The disaster announced for the European economy, wanted by the Russian president, Vladimir Putin, did not take place. A year after the start of the war in Ukraine, the region suffered a serious brake, but not the collapse feared in the summer of 2022, when the gas prices reached records. It is currently going through a period of stagnation: 0.1 % growth in the euro zone, in the fourth quarter of 2022, and zero for the entire European Union (EU). The beginning of 2023 started on the same stagnant trend. “It’s always better than a contraction,” said Bruno Cavalier, an economist at Oddo BHF, a financial group.

However, war represents a deep and lasting turning point for the European economy. “The continent had to stop depending on Russian gas and finding other sources of energy is a permanent change,” said Andrew Kenningham, the Capital Economics Cabinet. The effect of war is particularly concentrated on Europe, because gas is a product which is transported less well than oil. Its market is therefore more regionalized.

The economy has therefore currently held despite three major shocks which will leave lasting traces: a drop in competitiveness for European industry, especially for factories which are very intensive in energy; a fragmentation of supply chains, with a reduction in dependence on Russia, but also – to a lesser extent – to China; and a leap in interest rates, which places Europe in front of a more expensive debt wall to reimburse.

  • Europe is resistant to the energy crisis

Since the summer of 2022, European political and economic decision-makers have looked at an indicator, hitherto obscure: the price of TTF gas, listed in the Netherlands, which serves as a reference in Europe.

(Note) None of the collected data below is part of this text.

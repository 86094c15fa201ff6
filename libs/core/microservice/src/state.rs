//! Shared worker state.
//!
//! One [`WorkerState`] per service instance is written by the pump and the
//! progress reporter and read by the `status` command and the health probes.

use domain_workdata::{StatusDescriptor, WorkerStatus};
use std::sync::Arc;
use std::time::Instant;
use tokio::sync::{watch, RwLock};
use tracing::debug;

/// Cheaply cloneable handle to the state of one service instance.
#[derive(Clone)]
pub struct WorkerState {
    name: Arc<str>,
    status: Arc<watch::Sender<WorkerStatus>>,
    inner: Arc<RwLock<StateInner>>,
    started_at: Instant,
}

#[derive(Default)]
struct StateInner {
    progress_percent: u8,
    details: String,
    received: u64,
    processed: u64,
    failed: u64,
    dead_lettered: u64,
    pending: Option<u64>,
    last_error: Option<String>,
    active: usize,
}

impl WorkerState {
    pub fn new(name: impl Into<String>) -> Self {
        let (status, _) = watch::channel(WorkerStatus::Init);
        Self {
            name: Arc::from(name.into()),
            status: Arc::new(status),
            inner: Arc::new(RwLock::new(StateInner::default())),
            started_at: Instant::now(),
        }
    }

    pub fn name(&self) -> &str {
        &self.name
    }

    pub fn status(&self) -> WorkerStatus {
        *self.status.borrow()
    }

    pub fn set_status(&self, status: WorkerStatus) {
        let previous = self.status.send_replace(status);
        if previous != status {
            debug!(service = %self.name, from = %previous, to = %status, "Worker status changed");
        }
    }

    /// Stream bound and not shutting down.
    pub fn is_ready(&self) -> bool {
        matches!(self.status(), WorkerStatus::Idle | WorkerStatus::Working)
    }

    /// Only a fatal pump exit makes the instance dead; a broker hiccup does not.
    pub fn is_alive(&self) -> bool {
        self.status() != WorkerStatus::Failed
    }

    pub fn is_finished(&self) -> bool {
        matches!(self.status(), WorkerStatus::Stopped | WorkerStatus::Failed)
    }

    /// Resolve once the pump has stopped or failed.
    pub async fn wait_until_finished(&self) -> WorkerStatus {
        let mut rx = self.status.subscribe();
        let status = match rx
            .wait_for(|s| matches!(s, WorkerStatus::Stopped | WorkerStatus::Failed))
            .await
        {
            Ok(status) => *status,
            // The sender lives as long as `self`.
            Err(_) => self.status(),
        };
        status
    }

    /// Enter `Stopping` unless the pump already finished or is stopping.
    ///
    /// Returns whether the status changed.
    pub fn begin_stopping(&self) -> bool {
        self.transition(|s| {
            !matches!(
                s,
                WorkerStatus::Stopping | WorkerStatus::Stopped | WorkerStatus::Failed
            )
        }, WorkerStatus::Stopping)
    }

    /// Enter `Idle` after binding, unless a stop was requested meanwhile.
    pub fn mark_bound(&self) -> bool {
        self.transition(|s| s == WorkerStatus::Init, WorkerStatus::Idle)
    }

    fn transition(&self, allowed: impl Fn(WorkerStatus) -> bool, to: WorkerStatus) -> bool {
        let mut from = None;
        let changed = self.status.send_if_modified(|s| {
            if allowed(*s) {
                from = Some(*s);
                *s = to;
                true
            } else {
                false
            }
        });
        if let Some(from) = from {
            debug!(service = %self.name, from = %from, to = %to, "Worker status changed");
        }
        changed
    }

    /// A work unit entered dispatch.
    pub async fn begin_work(&self) {
        self.inner.write().await.active += 1;
        self.status.send_if_modified(|s| {
            if *s == WorkerStatus::Idle {
                *s = WorkerStatus::Working;
                true
            } else {
                false
            }
        });
    }

    /// A work unit left dispatch.
    pub async fn end_work(&self) {
        let idle = {
            let mut inner = self.inner.write().await;
            inner.active = inner.active.saturating_sub(1);
            inner.active == 0
        };
        if idle {
            self.status.send_if_modified(|s| {
                if *s == WorkerStatus::Working {
                    *s = WorkerStatus::Idle;
                    true
                } else {
                    false
                }
            });
        }
    }

    pub async fn record_received(&self) {
        self.inner.write().await.received += 1;
    }

    pub async fn record_processed(&self) {
        self.inner.write().await.processed += 1;
    }

    pub async fn record_failed(&self, error: impl Into<String>) {
        let mut inner = self.inner.write().await;
        inner.failed += 1;
        inner.last_error = Some(error.into());
    }

    pub async fn record_dead_lettered(&self) {
        self.inner.write().await.dead_lettered += 1;
    }

    pub async fn set_pending(&self, pending: u64) {
        self.inner.write().await.pending = Some(pending);
    }

    pub async fn set_progress(&self, percent: u8, details: impl Into<String>) {
        let mut inner = self.inner.write().await;
        inner.progress_percent = percent.min(100);
        inner.details = details.into();
    }

    pub async fn set_error(&self, error: impl Into<String>) {
        self.inner.write().await.last_error = Some(error.into());
    }

    pub async fn last_error(&self) -> Option<String> {
        self.inner.read().await.last_error.clone()
    }

    /// Snapshot answered to `status`.
    pub async fn snapshot(&self) -> StatusDescriptor {
        let inner = self.inner.read().await;
        StatusDescriptor {
            name: self.name.to_string(),
            ready: self.is_ready(),
            status: self.status(),
            progress_percent: inner.progress_percent,
            details: inner.details.clone(),
            uptime_seconds: self.started_at.elapsed().as_secs(),
            pending: inner.pending,
            received: inner.received,
            processed: inner.processed,
            failed: inner.failed,
            dead_lettered: inner.dead_lettered,
        }
    }
}

#[cfg(test)]
mod tests {
    use super::*;
    use std::time::Duration;

    #[tokio::test]
    async fn test_initial_snapshot() {
        let state = WorkerState::new("sample");
        let snapshot = state.snapshot().await;
        assert_eq!(snapshot.name, "sample");
        assert_eq!(snapshot.status, WorkerStatus::Init);
        assert!(!snapshot.ready);
        assert_eq!(snapshot.pending, None);
        assert!(state.is_alive());
    }

    #[tokio::test]
    async fn test_working_transitions_track_active_units() {
        let state = WorkerState::new("sample");
        state.set_status(WorkerStatus::Idle);

        state.begin_work().await;
        state.begin_work().await;
        assert_eq!(state.status(), WorkerStatus::Working);

        state.end_work().await;
        assert_eq!(state.status(), WorkerStatus::Working);
        state.end_work().await;
        assert_eq!(state.status(), WorkerStatus::Idle);
    }

    #[tokio::test]
    async fn test_end_work_does_not_override_stopping() {
        let state = WorkerState::new("sample");
        state.set_status(WorkerStatus::Idle);
        state.begin_work().await;
        state.set_status(WorkerStatus::Stopping);
        state.end_work().await;
        assert_eq!(state.status(), WorkerStatus::Stopping);
        assert!(!state.is_ready());
    }

    #[tokio::test]
    async fn test_counters_and_progress() {
        let state = WorkerState::new("spdx");
        state.record_received().await;
        state.record_received().await;
        state.record_processed().await;
        state.record_failed("boom").await;
        state.record_dead_lettered().await;
        state.set_pending(7).await;
        state.set_progress(250, "parsing").await;

        let snapshot = state.snapshot().await;
        assert_eq!(snapshot.received, 2);
        assert_eq!(snapshot.processed, 1);
        assert_eq!(snapshot.failed, 1);
        assert_eq!(snapshot.dead_lettered, 1);
        assert_eq!(snapshot.pending, Some(7));
        assert_eq!(snapshot.progress_percent, 100);
        assert_eq!(snapshot.details, "parsing");
        assert_eq!(state.last_error().await.as_deref(), Some("boom"));
    }

    #[tokio::test]
    async fn test_wait_until_finished() {
        let state = WorkerState::new("sample");
        let waiter = {
            let state = state.clone();
            tokio::spawn(async move { state.wait_until_finished().await })
        };

        tokio::time::sleep(Duration::from_millis(20)).await;
        assert!(!waiter.is_finished());

        state.set_status(WorkerStatus::Failed);
        let status = waiter.await.unwrap();
        assert_eq!(status, WorkerStatus::Failed);
        assert!(!state.is_alive());
        assert!(state.is_finished());
    }

    #[tokio::test]
    async fn test_wait_until_finished_when_already_stopped() {
        let state = WorkerState::new("sample");
        state.set_status(WorkerStatus::Stopped);
        assert_eq!(state.wait_until_finished().await, WorkerStatus::Stopped);
    }

    #[test]
    fn test_begin_stopping_never_reopens_a_finished_pump() {
        let state = WorkerState::new("sample");
        state.set_status(WorkerStatus::Idle);
        assert!(state.begin_stopping());
        assert_eq!(state.status(), WorkerStatus::Stopping);
        assert!(!state.begin_stopping());

        state.set_status(WorkerStatus::Stopped);
        assert!(!state.begin_stopping());
        assert_eq!(state.status(), WorkerStatus::Stopped);

        state.set_status(WorkerStatus::Failed);
        assert!(!state.begin_stopping());
        assert_eq!(state.status(), WorkerStatus::Failed);
    }

    #[test]
    fn test_mark_bound_keeps_a_pending_stop() {
        let state = WorkerState::new("sample");
        assert!(state.begin_stopping());
        assert!(!state.mark_bound());
        assert_eq!(state.status(), WorkerStatus::Stopping);

        let fresh = WorkerState::new("sample");
        assert!(fresh.mark_bound());
        assert_eq!(fresh.status(), WorkerStatus::Idle);
    }
}
//! Work sender for enqueueing work units on another service's subject.

use crate::error::ConsumerError;
use domain_workdata::{WorkData, WorkTask};
use messaging::MessageBus;
use std::sync::Arc;
use tracing::debug;
use uuid::Uuid;

/// Publishes work units through the durable path.
///
/// Each unit gets a fresh message id, which the receiving pump logs as the
/// correlation id.
#[derive(Clone)]
pub struct WorkSender {
    bus: Arc<dyn MessageBus>,
    subject: String,
}

/// Receipt of one published unit.
#[derive(Debug, Clone, PartialEq, Eq)]
pub struct SentWork {
    pub message_id: String,
    pub sequence: u64,
}

impl WorkSender {
    pub fn new(bus: Arc<dyn MessageBus>, subject: impl Into<String>) -> Self {
        Self {
            bus,
            subject: subject.into(),
        }
    }

    /// Sender for the default work subject of `service_name` (`work.<service>`).
    pub fn for_service(bus: Arc<dyn MessageBus>, service_name: &str) -> Self {
        Self::new(bus, format!("work.{}", service_name))
    }

    pub fn subject(&self) -> &str {
        &self.subject
    }

    /// Publish a work unit; returns its id and stream sequence.
    pub async fn send(&self, work: &WorkData) -> Result<SentWork, ConsumerError> {
        self.publish(work.kind().tag(), work.to_json()?).await
    }

    /// Publish a work unit wrapped in a [`WorkTask`] envelope.
    pub async fn send_task(&self, task: &WorkTask) -> Result<SentWork, ConsumerError> {
        let payload = serde_json::to_vec(task)?;
        self.publish(task.work_data.kind().tag(), payload).await
    }

    /// Publish several units in order; stops at the first failure.
    pub async fn send_batch(&self, work: &[WorkData]) -> Result<Vec<SentWork>, ConsumerError> {
        let mut receipts = Vec::with_capacity(work.len());
        for unit in work {
            receipts.push(self.send(unit).await?);
        }
        Ok(receipts)
    }

    async fn publish(&self, work_type: &str, payload: Vec<u8>) -> Result<SentWork, ConsumerError> {
        let message_id = Uuid::new_v4().to_string();
        let sequence = self
            .bus
            .publish_work(&self.subject, &message_id, payload)
            .await?;

        debug!(
            subject = %self.subject,
            work_type,
            correlation_id = %message_id,
            sequence,
            "Published work unit"
        );

        Ok(SentWork {
            message_id,
            sequence,
        })
    }
}

#[cfg(test)]
mod tests {
    use super::*;
    use domain_workdata::SampleWorkData;
    use messaging::{InMemoryBus, StreamSpec};

    async fn bus_with_stream() -> InMemoryBus {
        let bus = InMemoryBus::new();
        bus.ensure_stream(&StreamSpec::new("work", vec!["work.>".to_string()]))
            .await
            .unwrap();
        bus
    }

    fn sample(field: &str) -> WorkData {
        SampleWorkData {
            sample_field: field.into(),
        }
        .into()
    }

    #[tokio::test]
    async fn test_send_persists_with_message_id() {
        let bus = bus_with_stream().await;
        let sender = WorkSender::for_service(Arc::new(bus.clone()), "sample");
        assert_eq!(sender.subject(), "work.sample");

        let sent = sender.send(&sample("X")).await.unwrap();
        assert_eq!(sent.sequence, 1);

        let stored = bus.stream_messages("work").await;
        assert_eq!(stored.len(), 1);
        assert_eq!(stored[0].message_id.as_deref(), Some(sent.message_id.as_str()));
        assert_eq!(WorkData::decode(&stored[0].payload).unwrap(), sample("X"));
    }

    #[tokio::test]
    async fn test_send_task_is_decodable() {
        let bus = bus_with_stream().await;
        let sender = WorkSender::for_service(Arc::new(bus.clone()), "sample");

        sender
            .send_task(&WorkTask::new("import", sample("Y")))
            .await
            .unwrap();

        let stored = bus.stream_messages("work").await;
        assert_eq!(WorkData::decode(&stored[0].payload).unwrap(), sample("Y"));
    }

    #[tokio::test]
    async fn test_send_batch_keeps_order() {
        let bus = bus_with_stream().await;
        let sender = WorkSender::for_service(Arc::new(bus), "sample");

        let receipts = sender
            .send_batch(&[sample("a"), sample("b"), sample("c")])
            .await
            .unwrap();
        let sequences: Vec<u64> = receipts.iter().map(|r| r.sequence).collect();
        assert_eq!(sequences, vec![1, 2, 3]);
    }

    #[tokio::test]
    async fn test_send_without_stream_fails() {
        let sender = WorkSender::for_service(Arc::new(InMemoryBus::new()), "sample");
        let err = sender.send(&sample("X")).await.unwrap_err();
        assert!(err.is_infrastructure());
    }
}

In August, he reached 338 euros for the megawatt hour, fifteen times his historic average. Enough to fear the economy. Finally, the crisis was more temporary than expected: Friday, February 17, the TTF was at 48.90 euros, its lowest level since eighteen months, before the start of the war. In total, while there is one month of winter left, there was neither a large power cut nor rationing of gas, despite a drop in Russian gas deliveries to Europe 85 % in the fourth quarter 202222 (compared to the end of 2021).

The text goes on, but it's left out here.